In Spring, the cooler temperatures hold on, with averages around 7-17 degrees Celsius. Spring is also when it rains the most.
What to pack for Hobart
What to pack for Hobart will depend on the season to a large degree. In Summer, pack tshirts, shorts and swimwear. In Winter, you will need to pack for cold days and nights, with many layers being the key. If you are planning on heading into the snow areas, you’ll need to take big jackets, scarves, beanies and gloves. I would always pack thermals just in case.
Whatever the season though, you should always take a number of items of clothing regardless. Pack layers so that you can add or take off as the temperature dictates. Always have a warm jacket with you. Even if you were to climb Mt Wellington in the middle of Summer, still take a jacket. At over 1,200 metres above sea level, it can get windy and cold up there at any time. Always take a rain jacket as well.
How to get to Hobart
Hobart is the capital of Tasmania, an island located south of mainland Australia. Getting to Hobart from other parts of Australia can be done in two ways.

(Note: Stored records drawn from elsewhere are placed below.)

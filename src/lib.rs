/*!
# Sheetcharts

Upload spreadsheets, pick two columns, get chart-ready series and a short
descriptive analysis back.

## Overview

A workbook arrives as raw `.xlsx` or `.xls` bytes. It is parsed into named
sheets, each sheet is reinterpreted as row objects keyed by its header row,
and a chart request (x column, y column, chart type) reshapes those rows into
the series a renderer consumes. The analyzer then turns a series into a
narrative report with a summary, insights, recommendations and key findings.

Data flow:

```text
file bytes -> loader -> Sheet -> spreadsheet::normalize_sheet -> rows
rows + ChartRequest -> series::build_series -> ChartSeries
ChartSeries -> analysis::analyze -> AnalysisReport
```

Every stage is a pure function of its input. Only the record store keeps
state.

## Chart types

| Type | Series shape |
|---|---|
| `bar`, `bar3d` | categories with summed values |
| `line` | categories with mean values |
| `pie` | categories with summed values, analyzed as shares |
| `scatter`, `scatter3d` | up to 100 labelled points |
| `surface3d` | square elevation grid |

## Modules

- **cell**: cell values and numeric coercion
- **loader**: workbook reading through calamine
- **spreadsheet**: sheets, row objects, normalization and previews
- **series**: chart series construction
- **analysis**: descriptive statistics and narrative reports
- **ingest**: upload pre-check and file records
- **store**: users, files and charts behind the `RecordStore` trait
- **saving**: compressed snapshots and stored upload bytes
- **metrics**: usage events
- **config**: environment configuration
- **login**, **mailer**, **graph**, **downloader**, **app**: the web server
  (feature `web`)
*/

pub mod analysis;
pub mod cell;
pub mod config;
pub mod error;
pub mod ingest;
pub mod loader;
pub mod metrics;
pub mod saving;
pub mod series;
pub mod spreadsheet;
pub mod store;

#[cfg(feature = "web")]
pub mod app;
#[cfg(feature = "web")]
pub mod downloader;
#[cfg(feature = "web")]
pub mod graph;
#[cfg(feature = "web")]
pub mod login;
#[cfg(feature = "web")]
pub mod mailer;

pub use cell::CellValue;
pub use error::{AppError, PrecheckError, UnreadableFileError};
pub use series::{ChartRequest, ChartSeries, ChartType};
pub use spreadsheet::{RowObject, Sheet, Workbook};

Hobart has a domestic and international airport located 17 kilometres from the city.
Qantas, Virgin and Jetstar all fly to Hobart along with other smaller, regional airlines. Many of them fly direct into Hobart, although some will stop in Sydney or Melbourne on the way.
Note: As Tasmania is an island, it has strict quarantine rules upon entry, similar to if you were arriving into Australia from overseas. These rules are strongly enforced and it is common to see quarantine dogs sniffing luggage as it comes off the carousel. It is illegal to bring any fresh fruit and vegetables, plants, seeds and plane food into Tasmania. For a full list of what you can and can’t bring into Tasmania, read the official website.
If you are in Melbourne, the ferry is an option. the Spirit of Tasmania, a passenger and vehicle ferry departs from Port Melbourne, arriving in Devonport in Tasmania’s north.
The Spirit of Tasmania (www.spiritoftasmania.com.au) car and passenger ferries cross the Bass Strait from Melbourne to Devonport in the north of Tasmania.